Premiê diz que lançará ataque contra rebeldes no Curdistão iraquiano se negociação fracassar

AFP e Reuters, O Estadao de S.Paulo

21 Julho 2007 | 00h00

O primeiro-ministro da Turquia, Tayyip Erdogan, disse ontem que seu país pode invadir o norte do Iraque após as eleições parlamentares, que ocorrem amanhã. Para o premiê, se as discussões com Bagdá e Washington sobre o combate às milícias curdas na região não derem resultado, "as operações militares podem entrar na agenda" da Turquia. Logo após as eleições, o primeiro-ministro iraquiano, Nuri al-Maliki, deve ir à Turquia para negociar a demanda de Ancara para que as tropas iraquianas combatam militantes do Partido dos Trabalhadores do Curdistão (PKK), no lado iraquiano da fronteira. Eles são acusados de usar a região para lançar ataques contra alvos turcos. "Qualquer medida necessária pode ser tomada imediatamente, porque estamos capacitados para isso", disse Erdogan em relação a uma possível incursão no Iraque. "Vamos ver o resultado das conversas trilaterais (com EUA e Iraque). Se não ocorrer como esperamos,decidiremos que método usar para lidar com o problema." O partido de Erdogan - Justiça e Desenvolvimento (AKP) - é o favorito para conquistar a maioria dos assentos no Parlamento. Partidos de oposição têm criticado o governo por não combater os militantes do PKK em território iraquiano - uma ação que poderia afetar as alianças da Turquia com o Iraque e os EUA. A invasão poderia desestabilizar a região, uma das únicas ainda relativamente estáveis do Iraque, e criaria mais um problema para o Exército americano, que já indicou que apoiaria os curdos. O governo de Erdogan mantém centenas de soldados na fronteira com o Iraque e costuma ordenar ataques esporádicos na região, onde mais de 70 soldados turcos já morreram este ano.

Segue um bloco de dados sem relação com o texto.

use std::fmt;
use std::path::PathBuf;
use thiserror::Error;

use crate::config::ConfigError;

/// One entity file that could not be loaded.
#[derive(Debug, Error)]
#[error("failed to load entity file {file:?}: {error}")]
pub struct EntityFailure {
    pub file: String,
    #[source]
    pub error: ConfigError,
}

/// Independent per-file failures collected during one scan, in file order.
#[derive(Debug, Default)]
pub struct AggregateError {
    failures: Vec<EntityFailure>,
}

impl AggregateError {
    pub(crate) fn push(&mut self, file: String, error: ConfigError) {
        self.failures.push(EntityFailure { file, error });
    }

    pub fn failures(&self) -> &[EntityFailure] {
        &self.failures
    }

    pub fn len(&self) -> usize {
        self.failures.len()
    }

    pub fn is_empty(&self) -> bool {
        self.failures.is_empty()
    }

    /// Returns the failure recorded for `file`, if any.
    pub fn get(&self, file: &str) -> Option<&ConfigError> {
        self.failures
            .iter()
            .find(|f| f.file == file)
            .map(|f| &f.error)
    }
}

impl fmt::Display for AggregateError {
    fn fmt(&self, f: &mut fmt::Formatter<'_>) -> fmt::Result {
        write!(f, "{} entity file(s) failed to load", self.failures.len())?;
        for failure in &self.failures {
            write!(f, "\n  * {failure}")?;
        }
        Ok(())
    }
}

impl std::error::Error for AggregateError {}

impl IntoIterator for AggregateError {
    type Item = EntityFailure;
    type IntoIter = std::vec::IntoIter<EntityFailure>;

    fn into_iter(self) -> Self::IntoIter {
        self.failures.into_iter()
    }
}

#[derive(Debug, Error)]
#[non_exhaustive]
pub enum StoreError {
    #[error("failed to read entity directory '{path}': {source}")]
    ListDirectory {
        path: PathBuf,
        source: std::io::Error,
    },

    #[error("failed to load shared defaults: {0}")]
    Defaults(#[source] ConfigError),

    #[error("no valid entity files in '{directory}'")]
    NoEntities {
        directory: PathBuf,
        failures: AggregateError,
    },
}

#[cfg(test)]
mod tests {
    use super::*;

    #[test]
    fn test_aggregate_lists_every_failure() {
        let mut errors = AggregateError::default();
        errors.push("cpu.ini".into(), ConfigError::MissingRequiredKey("check_command".into()));
        errors.push(
            "disk.ini".into(),
            ConfigError::UnknownKeys(vec!["foo".into(), "bar".into()]),
        );

        let message = errors.to_string();
        assert!(message.starts_with("2 entity file(s) failed to load"));
        assert!(message.contains("\"cpu.ini\": missing required key: check_command"));
        assert!(message.contains("\"disk.ini\": unknown keys: foo, bar"));

        assert!(matches!(errors.get("cpu.ini"), Some(ConfigError::MissingRequiredKey(_))));
        assert!(errors.get("mem.ini").is_none());
    }
}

Na quarta-feira, autoridades iraquianas condenaram a Turquia por lançar bombardeios aéreos no local. Para invadir o Curdistão iraquiano, entretanto, Erdogan precisa da aprovação do Parlamento - o que não será difícil de obter, já que dois outros partidos que devem eleger parlamentares (Ação Nacionalista e Republicano do Povo) são a favor da operação. Como lidar com o PKK tem sido uma questão central na campanha eleitoral de todos os partidos turcos. Assim como Erdogan, a grande maioria dos políticos só aceita negociar com os parlamentares curdos se eles aceitarem classificar o PKK com uma organização terrorista. Pesquisas mostram que os curdos devem obter votos suficientes para voltar ao governo, do qual eles não participam desde 1990. Na época, muitos foram expulsos por causa de ligações com rebeldes curdos.